| Problem statement |
Look below for the line holding "let mut map" and the line holding "fn malformed(error: &csv::Error)". Transcribe exactly those lines and all lines between them, nothing more.

| Data items |
========

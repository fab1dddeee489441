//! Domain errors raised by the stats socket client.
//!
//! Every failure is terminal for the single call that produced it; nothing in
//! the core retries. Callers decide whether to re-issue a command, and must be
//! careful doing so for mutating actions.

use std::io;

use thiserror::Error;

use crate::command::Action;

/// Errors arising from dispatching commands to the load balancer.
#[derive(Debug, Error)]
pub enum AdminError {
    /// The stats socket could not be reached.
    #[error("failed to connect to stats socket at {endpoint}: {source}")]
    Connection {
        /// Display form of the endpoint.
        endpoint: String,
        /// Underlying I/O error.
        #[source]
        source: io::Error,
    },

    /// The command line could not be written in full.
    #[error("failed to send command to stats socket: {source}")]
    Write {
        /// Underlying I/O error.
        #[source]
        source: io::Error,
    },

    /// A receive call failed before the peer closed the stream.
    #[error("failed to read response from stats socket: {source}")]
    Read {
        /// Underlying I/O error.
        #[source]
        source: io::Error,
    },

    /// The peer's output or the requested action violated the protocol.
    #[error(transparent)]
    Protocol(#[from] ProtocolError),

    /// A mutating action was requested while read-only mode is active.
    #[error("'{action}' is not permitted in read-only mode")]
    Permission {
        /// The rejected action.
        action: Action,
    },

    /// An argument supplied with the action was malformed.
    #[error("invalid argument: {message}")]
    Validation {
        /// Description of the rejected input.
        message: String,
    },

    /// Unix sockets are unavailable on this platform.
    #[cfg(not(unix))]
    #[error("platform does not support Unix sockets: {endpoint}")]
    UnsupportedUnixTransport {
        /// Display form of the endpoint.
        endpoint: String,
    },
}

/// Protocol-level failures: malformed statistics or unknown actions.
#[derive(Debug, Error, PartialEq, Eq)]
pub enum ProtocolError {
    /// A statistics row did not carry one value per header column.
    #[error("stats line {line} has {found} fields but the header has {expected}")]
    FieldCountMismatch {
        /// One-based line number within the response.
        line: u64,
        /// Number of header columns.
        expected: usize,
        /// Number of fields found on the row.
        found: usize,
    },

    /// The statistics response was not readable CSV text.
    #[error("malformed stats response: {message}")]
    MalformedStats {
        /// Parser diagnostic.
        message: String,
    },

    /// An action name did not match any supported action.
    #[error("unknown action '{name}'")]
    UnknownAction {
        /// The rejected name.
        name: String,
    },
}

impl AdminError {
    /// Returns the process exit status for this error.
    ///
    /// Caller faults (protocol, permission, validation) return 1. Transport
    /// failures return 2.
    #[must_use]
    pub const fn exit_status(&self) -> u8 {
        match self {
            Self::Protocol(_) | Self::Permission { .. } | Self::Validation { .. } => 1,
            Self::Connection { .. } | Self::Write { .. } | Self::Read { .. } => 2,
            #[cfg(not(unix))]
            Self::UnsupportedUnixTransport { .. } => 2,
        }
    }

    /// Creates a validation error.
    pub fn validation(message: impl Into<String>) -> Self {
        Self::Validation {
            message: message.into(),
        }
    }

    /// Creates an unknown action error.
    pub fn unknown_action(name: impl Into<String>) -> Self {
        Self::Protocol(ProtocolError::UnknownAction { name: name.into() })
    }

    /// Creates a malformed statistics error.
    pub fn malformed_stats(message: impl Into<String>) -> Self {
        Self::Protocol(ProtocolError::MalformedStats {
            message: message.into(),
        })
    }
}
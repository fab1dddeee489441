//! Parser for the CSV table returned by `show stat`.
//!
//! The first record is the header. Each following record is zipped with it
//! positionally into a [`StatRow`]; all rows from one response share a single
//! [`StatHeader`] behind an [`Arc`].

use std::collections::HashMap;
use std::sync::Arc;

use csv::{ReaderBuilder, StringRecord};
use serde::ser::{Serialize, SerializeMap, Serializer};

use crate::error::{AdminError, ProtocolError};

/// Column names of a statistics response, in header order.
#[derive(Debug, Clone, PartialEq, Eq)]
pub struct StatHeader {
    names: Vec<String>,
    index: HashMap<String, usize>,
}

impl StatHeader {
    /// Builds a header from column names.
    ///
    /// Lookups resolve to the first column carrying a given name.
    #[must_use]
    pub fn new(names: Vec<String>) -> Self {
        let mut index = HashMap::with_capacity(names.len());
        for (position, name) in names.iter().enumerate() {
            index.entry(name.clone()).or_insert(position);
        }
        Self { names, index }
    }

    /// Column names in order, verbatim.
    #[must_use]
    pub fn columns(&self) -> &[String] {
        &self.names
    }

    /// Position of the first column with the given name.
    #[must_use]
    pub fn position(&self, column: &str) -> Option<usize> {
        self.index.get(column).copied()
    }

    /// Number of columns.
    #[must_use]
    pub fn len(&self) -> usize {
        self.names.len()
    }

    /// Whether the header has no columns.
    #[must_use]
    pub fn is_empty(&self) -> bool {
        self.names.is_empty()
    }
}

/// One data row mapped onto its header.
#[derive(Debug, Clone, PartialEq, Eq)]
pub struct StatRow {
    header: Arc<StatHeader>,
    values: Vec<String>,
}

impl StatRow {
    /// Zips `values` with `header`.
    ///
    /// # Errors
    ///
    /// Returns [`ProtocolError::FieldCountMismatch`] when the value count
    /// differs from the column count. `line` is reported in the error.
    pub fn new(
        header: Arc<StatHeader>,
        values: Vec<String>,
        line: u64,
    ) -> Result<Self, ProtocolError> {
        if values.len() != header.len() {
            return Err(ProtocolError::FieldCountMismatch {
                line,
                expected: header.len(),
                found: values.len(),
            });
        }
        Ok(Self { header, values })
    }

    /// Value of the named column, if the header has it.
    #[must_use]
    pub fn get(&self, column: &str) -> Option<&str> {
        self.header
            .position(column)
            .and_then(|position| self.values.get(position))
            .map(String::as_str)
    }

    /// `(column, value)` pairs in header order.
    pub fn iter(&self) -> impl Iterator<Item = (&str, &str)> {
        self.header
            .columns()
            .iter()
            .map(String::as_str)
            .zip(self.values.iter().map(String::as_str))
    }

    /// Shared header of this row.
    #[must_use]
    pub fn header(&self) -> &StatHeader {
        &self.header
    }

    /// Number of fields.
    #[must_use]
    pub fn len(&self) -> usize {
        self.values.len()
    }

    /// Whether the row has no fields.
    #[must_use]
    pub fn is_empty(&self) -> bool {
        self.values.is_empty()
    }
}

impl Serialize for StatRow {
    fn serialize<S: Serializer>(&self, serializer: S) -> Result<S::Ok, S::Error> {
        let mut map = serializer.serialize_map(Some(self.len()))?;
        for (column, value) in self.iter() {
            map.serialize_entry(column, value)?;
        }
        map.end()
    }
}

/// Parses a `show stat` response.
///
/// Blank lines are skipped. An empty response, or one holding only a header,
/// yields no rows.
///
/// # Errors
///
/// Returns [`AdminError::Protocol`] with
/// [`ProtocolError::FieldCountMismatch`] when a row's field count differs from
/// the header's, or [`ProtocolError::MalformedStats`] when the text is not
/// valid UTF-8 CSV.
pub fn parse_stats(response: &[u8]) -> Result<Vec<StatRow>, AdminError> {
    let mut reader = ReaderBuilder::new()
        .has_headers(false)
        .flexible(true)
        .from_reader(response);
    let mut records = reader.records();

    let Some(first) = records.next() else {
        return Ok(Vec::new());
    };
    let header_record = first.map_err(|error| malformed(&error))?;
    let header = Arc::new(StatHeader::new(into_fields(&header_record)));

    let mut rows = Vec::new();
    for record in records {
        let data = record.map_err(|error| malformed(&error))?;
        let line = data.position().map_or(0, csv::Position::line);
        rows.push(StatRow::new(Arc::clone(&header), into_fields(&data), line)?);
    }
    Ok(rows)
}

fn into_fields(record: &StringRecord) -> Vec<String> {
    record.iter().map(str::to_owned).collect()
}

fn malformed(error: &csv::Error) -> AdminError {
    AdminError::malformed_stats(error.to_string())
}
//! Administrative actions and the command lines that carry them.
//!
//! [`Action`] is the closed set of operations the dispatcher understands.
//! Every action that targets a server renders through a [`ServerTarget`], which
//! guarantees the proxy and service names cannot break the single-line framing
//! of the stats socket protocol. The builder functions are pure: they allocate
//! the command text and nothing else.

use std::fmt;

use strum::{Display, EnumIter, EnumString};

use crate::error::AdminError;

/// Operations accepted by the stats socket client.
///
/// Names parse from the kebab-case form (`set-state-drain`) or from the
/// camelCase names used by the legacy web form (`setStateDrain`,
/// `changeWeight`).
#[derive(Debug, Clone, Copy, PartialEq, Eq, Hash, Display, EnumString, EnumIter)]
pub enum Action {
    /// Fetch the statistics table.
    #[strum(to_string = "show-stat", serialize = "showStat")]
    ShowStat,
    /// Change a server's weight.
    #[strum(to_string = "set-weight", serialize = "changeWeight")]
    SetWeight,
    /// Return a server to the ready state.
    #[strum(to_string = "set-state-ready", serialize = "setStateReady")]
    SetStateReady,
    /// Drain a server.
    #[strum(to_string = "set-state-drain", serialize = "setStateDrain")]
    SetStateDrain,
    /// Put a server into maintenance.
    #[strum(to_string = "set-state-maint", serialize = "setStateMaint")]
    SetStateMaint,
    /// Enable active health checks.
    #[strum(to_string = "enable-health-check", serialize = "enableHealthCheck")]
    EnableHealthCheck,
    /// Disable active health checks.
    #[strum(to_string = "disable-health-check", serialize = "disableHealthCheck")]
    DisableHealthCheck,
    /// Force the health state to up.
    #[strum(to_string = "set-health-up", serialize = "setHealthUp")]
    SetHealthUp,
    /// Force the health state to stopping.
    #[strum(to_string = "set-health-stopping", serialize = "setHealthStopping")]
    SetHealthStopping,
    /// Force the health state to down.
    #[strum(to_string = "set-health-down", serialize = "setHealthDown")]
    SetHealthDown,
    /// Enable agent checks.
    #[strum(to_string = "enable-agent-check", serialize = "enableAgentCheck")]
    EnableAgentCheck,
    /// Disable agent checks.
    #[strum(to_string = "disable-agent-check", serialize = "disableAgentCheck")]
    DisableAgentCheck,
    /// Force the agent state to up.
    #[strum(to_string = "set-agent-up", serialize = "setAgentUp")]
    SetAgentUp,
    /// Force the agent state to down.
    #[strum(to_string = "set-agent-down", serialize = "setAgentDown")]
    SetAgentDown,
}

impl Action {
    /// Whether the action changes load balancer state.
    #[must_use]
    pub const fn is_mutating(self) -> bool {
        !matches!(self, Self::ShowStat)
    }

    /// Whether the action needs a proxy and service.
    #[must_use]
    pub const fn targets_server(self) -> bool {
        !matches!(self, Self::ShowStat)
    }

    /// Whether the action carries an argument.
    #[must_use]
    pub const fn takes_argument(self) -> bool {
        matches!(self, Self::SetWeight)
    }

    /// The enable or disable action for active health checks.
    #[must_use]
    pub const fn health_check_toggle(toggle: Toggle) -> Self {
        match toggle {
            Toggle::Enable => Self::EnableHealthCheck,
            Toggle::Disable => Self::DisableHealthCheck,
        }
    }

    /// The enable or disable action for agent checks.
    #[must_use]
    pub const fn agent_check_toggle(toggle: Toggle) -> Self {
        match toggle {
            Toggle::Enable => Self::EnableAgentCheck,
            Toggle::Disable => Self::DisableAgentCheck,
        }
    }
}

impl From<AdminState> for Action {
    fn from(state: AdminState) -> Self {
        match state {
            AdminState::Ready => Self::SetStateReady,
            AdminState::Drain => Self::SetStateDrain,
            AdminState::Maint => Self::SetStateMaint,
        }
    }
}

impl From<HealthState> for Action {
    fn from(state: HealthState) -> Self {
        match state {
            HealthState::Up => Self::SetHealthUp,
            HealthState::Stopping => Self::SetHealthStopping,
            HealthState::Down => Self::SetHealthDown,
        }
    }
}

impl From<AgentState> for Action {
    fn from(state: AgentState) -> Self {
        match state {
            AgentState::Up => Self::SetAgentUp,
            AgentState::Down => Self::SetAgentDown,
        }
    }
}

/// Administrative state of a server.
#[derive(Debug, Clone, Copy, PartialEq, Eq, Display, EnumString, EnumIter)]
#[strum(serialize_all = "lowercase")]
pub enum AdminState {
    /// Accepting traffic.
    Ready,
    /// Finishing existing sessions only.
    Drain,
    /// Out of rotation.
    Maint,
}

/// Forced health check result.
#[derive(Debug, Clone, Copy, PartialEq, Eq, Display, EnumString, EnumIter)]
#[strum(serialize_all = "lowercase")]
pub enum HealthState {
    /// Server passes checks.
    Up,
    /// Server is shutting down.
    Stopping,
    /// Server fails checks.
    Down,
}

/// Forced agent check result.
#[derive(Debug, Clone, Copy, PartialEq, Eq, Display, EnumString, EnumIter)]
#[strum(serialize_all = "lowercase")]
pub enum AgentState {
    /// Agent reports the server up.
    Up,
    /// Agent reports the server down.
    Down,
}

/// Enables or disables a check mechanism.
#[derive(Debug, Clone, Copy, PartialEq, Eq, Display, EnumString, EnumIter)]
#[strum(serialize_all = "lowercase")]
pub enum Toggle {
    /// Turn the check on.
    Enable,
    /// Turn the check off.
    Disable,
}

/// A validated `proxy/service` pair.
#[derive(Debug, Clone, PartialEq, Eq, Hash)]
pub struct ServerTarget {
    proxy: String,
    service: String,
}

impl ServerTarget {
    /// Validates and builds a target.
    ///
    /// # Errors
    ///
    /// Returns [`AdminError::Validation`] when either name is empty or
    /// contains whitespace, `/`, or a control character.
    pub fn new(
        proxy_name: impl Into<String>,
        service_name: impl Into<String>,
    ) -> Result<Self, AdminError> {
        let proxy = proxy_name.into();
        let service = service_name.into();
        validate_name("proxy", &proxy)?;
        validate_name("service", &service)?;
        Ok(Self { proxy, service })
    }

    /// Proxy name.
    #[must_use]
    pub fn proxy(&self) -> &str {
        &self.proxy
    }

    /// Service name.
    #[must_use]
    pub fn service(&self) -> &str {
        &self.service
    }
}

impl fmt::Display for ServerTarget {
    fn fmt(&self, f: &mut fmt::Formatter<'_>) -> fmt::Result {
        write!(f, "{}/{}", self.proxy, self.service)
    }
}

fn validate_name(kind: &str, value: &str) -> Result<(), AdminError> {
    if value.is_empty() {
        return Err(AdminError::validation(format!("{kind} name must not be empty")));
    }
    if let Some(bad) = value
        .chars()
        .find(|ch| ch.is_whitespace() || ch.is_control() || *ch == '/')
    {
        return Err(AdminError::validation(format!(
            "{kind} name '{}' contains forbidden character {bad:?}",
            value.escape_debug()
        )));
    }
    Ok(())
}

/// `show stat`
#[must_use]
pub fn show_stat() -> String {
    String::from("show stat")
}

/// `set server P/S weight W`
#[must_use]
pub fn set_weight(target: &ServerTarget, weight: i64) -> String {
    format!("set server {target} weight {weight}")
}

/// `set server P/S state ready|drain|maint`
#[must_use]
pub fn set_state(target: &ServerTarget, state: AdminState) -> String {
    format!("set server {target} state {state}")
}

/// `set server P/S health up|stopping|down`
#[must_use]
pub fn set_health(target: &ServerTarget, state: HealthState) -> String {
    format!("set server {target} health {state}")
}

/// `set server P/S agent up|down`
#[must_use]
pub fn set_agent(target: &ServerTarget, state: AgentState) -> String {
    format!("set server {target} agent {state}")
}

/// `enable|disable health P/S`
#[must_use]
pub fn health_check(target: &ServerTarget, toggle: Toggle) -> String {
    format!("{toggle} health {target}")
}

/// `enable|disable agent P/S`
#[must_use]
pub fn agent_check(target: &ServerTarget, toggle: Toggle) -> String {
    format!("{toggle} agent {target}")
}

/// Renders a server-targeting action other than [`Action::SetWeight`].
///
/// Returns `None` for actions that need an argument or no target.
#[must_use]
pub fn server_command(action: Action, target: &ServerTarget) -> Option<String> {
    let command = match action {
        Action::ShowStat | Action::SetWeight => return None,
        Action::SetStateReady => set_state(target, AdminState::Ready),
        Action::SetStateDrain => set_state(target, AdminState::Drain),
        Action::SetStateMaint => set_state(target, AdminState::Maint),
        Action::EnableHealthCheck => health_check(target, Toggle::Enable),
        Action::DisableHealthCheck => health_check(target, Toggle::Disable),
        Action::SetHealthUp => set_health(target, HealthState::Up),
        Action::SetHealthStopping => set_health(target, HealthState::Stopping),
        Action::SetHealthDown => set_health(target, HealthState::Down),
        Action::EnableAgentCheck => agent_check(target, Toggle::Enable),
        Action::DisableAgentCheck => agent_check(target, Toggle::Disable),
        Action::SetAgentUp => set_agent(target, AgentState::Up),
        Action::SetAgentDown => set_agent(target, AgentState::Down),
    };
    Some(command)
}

========

| Answer to this exercise |
        let mut map = serializer.serialize_map(Some(self.len()))?;
        for (column, value) in self.iter() {
            map.serialize_entry(column, value)?;
        }
        map.end()
    }
}

/// Parses a `show stat` response.
///
/// Blank lines are skipped. An empty response, or one holding only a header,
/// yields no rows.
///
/// # Errors
///
/// Returns [`AdminError::Protocol`] with
/// [`ProtocolError::FieldCountMismatch`] when a row's field count differs from
/// the header's, or [`ProtocolError::MalformedStats`] when the text is not
/// valid UTF-8 CSV.
pub fn parse_stats(response: &[u8]) -> Result<Vec<StatRow>, AdminError> {
    let mut reader = ReaderBuilder::new()
        .has_headers(false)
        .flexible(true)
        .from_reader(response);
    let mut records = reader.records();

    let Some(first) = records.next() else {
        return Ok(Vec::new());
    };
    let header_record = first.map_err(|error| malformed(&error))?;
    let header = Arc::new(StatHeader::new(into_fields(&header_record)));

    let mut rows = Vec::new();
    for record in records {
        let data = record.map_err(|error| malformed(&error))?;
        let line = data.position().map_or(0, csv::Position::line);
        rows.push(StatRow::new(Arc::clone(&header), into_fields(&data), line)?);
    }
    Ok(rows)
}

fn into_fields(record: &StringRecord) -> Vec<String> {
    record.iter().map(str::to_owned).collect()
}

fn malformed(error: &csv::Error) -> AdminError {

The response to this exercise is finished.